Assume higher or lower growth in goods produced and services provided. Economic Growth is measured in Gross Domestic Product (GDP) GDP: Gross Domestic Product. The total value (money) of goods produced and services provided in a country during one year. per person and is a key driver in energy consumption. Alternatives exist to meeting people’s needs through economic frameworks not based on constant GDP growth.

Examples🔗

  • Global efforts to reduce overconsumption and embrace voluntary simplicity.
  • High economic growth driving increased consumption of resources and higher emissions.

Big Messages🔗

  • Slower economic growth would be a high-leverage approach for avoiding future temperature increases, however, there are lots of questions about how this might occur and be done in a way that is equitable.

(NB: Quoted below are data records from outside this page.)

//! Bundled tokio transport binding.
//!
//! Backs a [`Connection`](crate::Connection) with `tokio-tungstenite`. The
//! binding spawns a tokio task per connect attempt that performs the
//! handshake and then services an internal command channel alongside the
//! socket stream; all outcomes flow back through the bridge.
//!
//! Wire framing, masking, and the HTTP upgrade stay tungstenite's job; this
//! module only adapts its stream to the transport capability interface.
//!
//! # Runtime
//!
//! [`TungsteniteTransport::connect`] must be called from within a tokio
//! runtime context.

// ============================================================================
// Imports
// ============================================================================

use std::sync::Arc;
use std::sync::atomic::{AtomicBool, Ordering};
use std::time::Duration;

use futures_util::{SinkExt, StreamExt};
use parking_lot::Mutex;
use tokio::net::TcpStream;
use tokio::sync::mpsc;
use tokio_tungstenite::tungstenite::Message;
use tokio_tungstenite::tungstenite::client::IntoClientRequest;
use tokio_tungstenite::tungstenite::handshake::client::Request as HandshakeRequest;
use tokio_tungstenite::tungstenite::http::header::{
    HeaderName, HeaderValue, SEC_WEBSOCKET_PROTOCOL,
};
use tokio_tungstenite::{Connector, MaybeTlsStream, WebSocketStream, connect_async_tls_with_config};
use tracing::{debug, warn};

use crate::connection::Bridge;
use crate::error::{Error, Result};
use crate::transport::{ConnectRequest, Transport, TransportEvent};

// ============================================================================
// Types
// ============================================================================

type WsStream = WebSocketStream<MaybeTlsStream<TcpStream>>;

/// Commands pushed from the connection into the event loop.
enum Command {
    SendText(String),
    SendBytes(Vec<u8>),
    SendPing(String),
    Shutdown,
}

// ============================================================================
// TungsteniteTransport
// ============================================================================

/// Transport over `tokio-tungstenite`.
///
/// One instance services one connect attempt; the connection builds a fresh
/// instance per open through the registered builder.
#[derive(Debug, Default)]
pub struct TungsteniteTransport {
    /// Optional bound on the connect attempt. `None` preserves the
    /// historical behavior of waiting indefinitely.
    connect_timeout: Option<Duration>,
    /// Accept any TLS certificate on `wss` connects.
    trust_all: bool,
    /// Command channel into the event loop, present once connect was issued.
    command_tx: Mutex<Option<mpsc::UnboundedSender<Command>>>,
    /// Connected flag maintained by the event loop.
    connected: Arc<AtomicBool>,
}

impl TungsteniteTransport {
    /// Creates a transport with default settings: no connect timeout,
    /// standard certificate validation.
    #[inline]
    #[must_use]
    pub fn new() -> Self {
        Self::default()
    }

    /// Bounds the connect attempt to `timeout`.
    ///
    /// Expiry surfaces like any other connect failure: one `Error` event on
    /// the owning connection.
    #[inline]
    #[must_use]
    pub fn connect_timeout(mut self, timeout: Duration) -> Self {
        self.connect_timeout = Some(timeout);
        self
    }

    /// Disables certificate and hostname validation on `wss` connects.
    ///
    /// This is the trust-all override; it accepts ANY certificate chain.
    /// Use only against endpoints you control.
    #[inline]
    #[must_use]
    pub fn trust_all_certificates(mut self) -> Self {
        self.trust_all = true;
        self
    }

    /// Registers this binding as the process-wide transport builder.
    ///
    /// Call once at startup; afterwards
    /// [`create_connection`](crate::create_connection) produces connections
    /// backed by this transport.
    pub fn link() {
        crate::factory::set_transport_builder(|| {
            Box::new(Self::new()) as Box<dyn Transport>
        });
    }
}

// ============================================================================
// Transport Implementation
// ============================================================================

impl Transport for TungsteniteTransport {
    fn connect(&self, request: ConnectRequest, bridge: Bridge) -> Result<()> {
        let handshake = build_handshake_request(&request)?;

        let connector = build_connector(self.trust_all)?;

        let (command_tx, command_rx) = mpsc::unbounded_channel();
        *self.command_tx.lock() = Some(command_tx);

        let connected = Arc::clone(&self.connected);
        let connect_timeout = self.connect_timeout;

        tokio::spawn(async move {
            run_event_loop(
                handshake,
                connector,
                connect_timeout,
                command_rx,
                bridge,
                connected,
            )
            .await;
        });

        Ok(())
    }

    fn is_connected(&self) -> bool {
        self.connected.load(Ordering::Acquire)
    }

    fn send_text(&self, text: String) -> Result<()> {
        self.push(Command::SendText(text))
    }

    fn send_bytes(&self, bytes: Vec<u8>) -> Result<()> {
        self.push(Command::SendBytes(bytes))
    }

    fn send_ping(&self, payload: String) -> Result<()> {
        self.push(Command::SendPing(payload))
    }

    fn shutdown(&self) -> Result<()> {
        // A dead event loop means the connection is already down; that is
        // not a shutdown fault.
        if let Some(tx) = self.command_tx.lock().take() {
            let _ = tx.send(Command::Shutdown);
        }
        Ok(())
    }
}

impl TungsteniteTransport {
    fn push(&self, command: Command) -> Result<()> {
        let guard = self.command_tx.lock();
        let Some(tx) = guard.as_ref() else {
            return Err(Error::send("transport was never connected"));
        };
        tx.send(command)
            .map_err(|_| Error::send("connection is closed"))
    }
}

// ============================================================================
// Handshake Request
// ============================================================================

/// Builds the HTTP upgrade request from a connect request.
fn build_handshake_request(request: &ConnectRequest) -> Result<HandshakeRequest> {
    let mut handshake = request
        .url
        .as_str()
        .into_client_request()
        .map_err(|e| Error::connect(format!("invalid handshake request: {e}")))?;

    if let Some(protocol) = request.protocol.as_deref() {
        let value = HeaderValue::from_str(protocol)
            .map_err(|e| Error::connect(format!("invalid subprotocol {protocol:?}: {e}")))?;
        handshake.headers_mut().insert(SEC_WEBSOCKET_PROTOCOL, value);
    }

    for (name, value) in request.headers.iter() {
        let header_name = HeaderName::from_bytes(name.as_bytes())
            .map_err(|e| Error::connect(format!("invalid header name {name:?}: {e}")))?;
        let header_value = HeaderValue::from_str(value)
            .map_err(|e| Error::connect(format!("invalid value for header {name:?}: {e}")))?;
        handshake.headers_mut().insert(header_name, header_value);
    }

    Ok(handshake)
}

/// Builds the TLS connector for the trust-all override.
///
/// `None` leaves tungstenite's default validation in place.
fn build_connector(trust_all: bool) -> Result<Option<Connector>> {
    if !trust_all {
        return Ok(None);
    }

    let tls = native_tls::TlsConnector::builder()
        .danger_accept_invalid_certs(true)
        .danger_accept_invalid_hostnames(true)
        .build()
        .map_err(|e| Error::connect(format!("failed to build trust-all connector: {e}")))?;

    Ok(Some(Connector::NativeTls(tls)))
}

// ============================================================================
// Event Loop
// ============================================================================

/// Connects and services the socket until shutdown or stream end.
async fn run_event_loop(
    handshake: HandshakeRequest,
    connector: Option<Connector>,
    connect_timeout: Option<Duration>,
    mut command_rx: mpsc::UnboundedReceiver<Command>,
    bridge: Bridge,
    connected: Arc<AtomicBool>,
) {
    let connect = connect_async_tls_with_config(handshake, None, false, connector);

    let connect_result = match connect_timeout {
        Some(limit) => match tokio::time::timeout(limit, connect).await {
            Ok(result) => result,
            Err(_) => {
                warn!(timeout_ms = limit.as_millis() as u64, "connect timed out");
                bridge.deliver(TransportEvent::Failed {
                    message: Some(format!(
                        "connect timed out after {}ms",
                        limit.as_millis()
                    )),
                });
                return;
            }
        },
        None => connect.await,
    };

    let ws_stream: WsStream = match connect_result {
        Ok((stream, _response)) => stream,
        Err(e) => {
            warn!(error = %e, "connect failed");
            bridge.deliver(TransportEvent::Failed {
                message: Some(e.to_string()),
            });
            return;
        }
    };

    debug!("websocket connected");
    connected.store(true, Ordering::Release);
    bridge.deliver(TransportEvent::Opened);

    let (mut ws_write, mut ws_read) = ws_stream.split();

    loop {
        tokio::select! {
            // Inbound frames from the peer
            message = ws_read.next() => {
                match message {
                    Some(Ok(Message::Text(text))) => {
                        bridge.deliver(TransportEvent::Message(text.as_str().to_owned()));
                    }

                    Some(Ok(Message::Binary(bytes))) => {
                        let text = String::from_utf8_lossy(&bytes).into_owned();
                        bridge.deliver(TransportEvent::Message(text));
                    }

                    Some(Ok(Message::Pong(payload))) => {
                        let text = String::from_utf8_lossy(&payload).into_owned();
                        bridge.deliver(TransportEvent::Pong(text));
                    }

                    Some(Ok(Message::Close(frame))) => {
                        debug!(?frame, "closed by remote");
                        let reason = frame
                            .map(|f| f.reason.as_str().to_owned())
                            .filter(|reason| !reason.is_empty());
                        bridge.deliver(TransportEvent::Closed { reason });
                        break;
                    }

                    Some(Err(e)) => {
                        warn!(error = %e, "websocket stream error");
                        bridge.deliver(TransportEvent::Failed {
                            message: Some(e.to_string()),
                        });
                        break;
                    }

                    None => {
                        debug!("websocket stream ended");
                        bridge.deliver(TransportEvent::Closed { reason: None });
                        break;
                    }

                    // Pings are answered by tungstenite itself.
                    _ => {}
                }
            }

            // Commands from the connection
            command = command_rx.recv() => {
                match command {
                    Some(Command::SendText(text)) => {
                        if let Err(e) = ws_write.send(Message::Text(text.into())).await {
                            bridge.deliver(TransportEvent::SendFailed {
                                message: e.to_string(),
                            });
                        }
                    }

                    Some(Command::SendBytes(bytes)) => {
                        if let Err(e) = ws_write.send(Message::Binary(bytes.into())).await {
                            bridge.deliver(TransportEvent::SendFailed {
                                message: e.to_string(),
                            });
                        }
                    }

                    Some(Command::SendPing(payload)) => {
                        let frame = Message::Ping(payload.into_bytes().into());
                        if let Err(e) = ws_write.send(frame).await {
                            bridge.deliver(TransportEvent::SendFailed {
                                message: e.to_string(),
                            });
                        }
                    }

                    Some(Command::Shutdown) => {
                        debug!("shutdown command received");
                        let _ = ws_write.close().await;
                        break;
                    }

                    None => {
                        debug!("command channel closed");
                        break;
                    }
                }
            }
        }
    }

    connected.store(false, Ordering::Release);
    debug!("event loop terminated");
}

// ============================================================================
// Tests
// ============================================================================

  • Climate change impacts have the power to significantly reduce economic growth.

Key Dynamics🔗

  • Impact. Watch all the sources of energy change as you change economic growth. Population gets multiplied with GDP per capita to equal total global GDP, or Gross World Product. Increases in GDP per capita accelerate the exponential growth of total global GDP, arguably the most important driver of carbon dioxide emissions currently. Use the Kaya graphs to understand how economic growth affects emissions in your scenario.

  • If the energy system is decarbonized, higher economic growth won’t have as much impact on temperature.

  • Climate change slows economic growth, which reduces energy demand and the greenhouse gas emissions, producing a balancing loop that then limits climate change. You can turn off this behavior by switching off the Assumption under “Economic impact of climate change.”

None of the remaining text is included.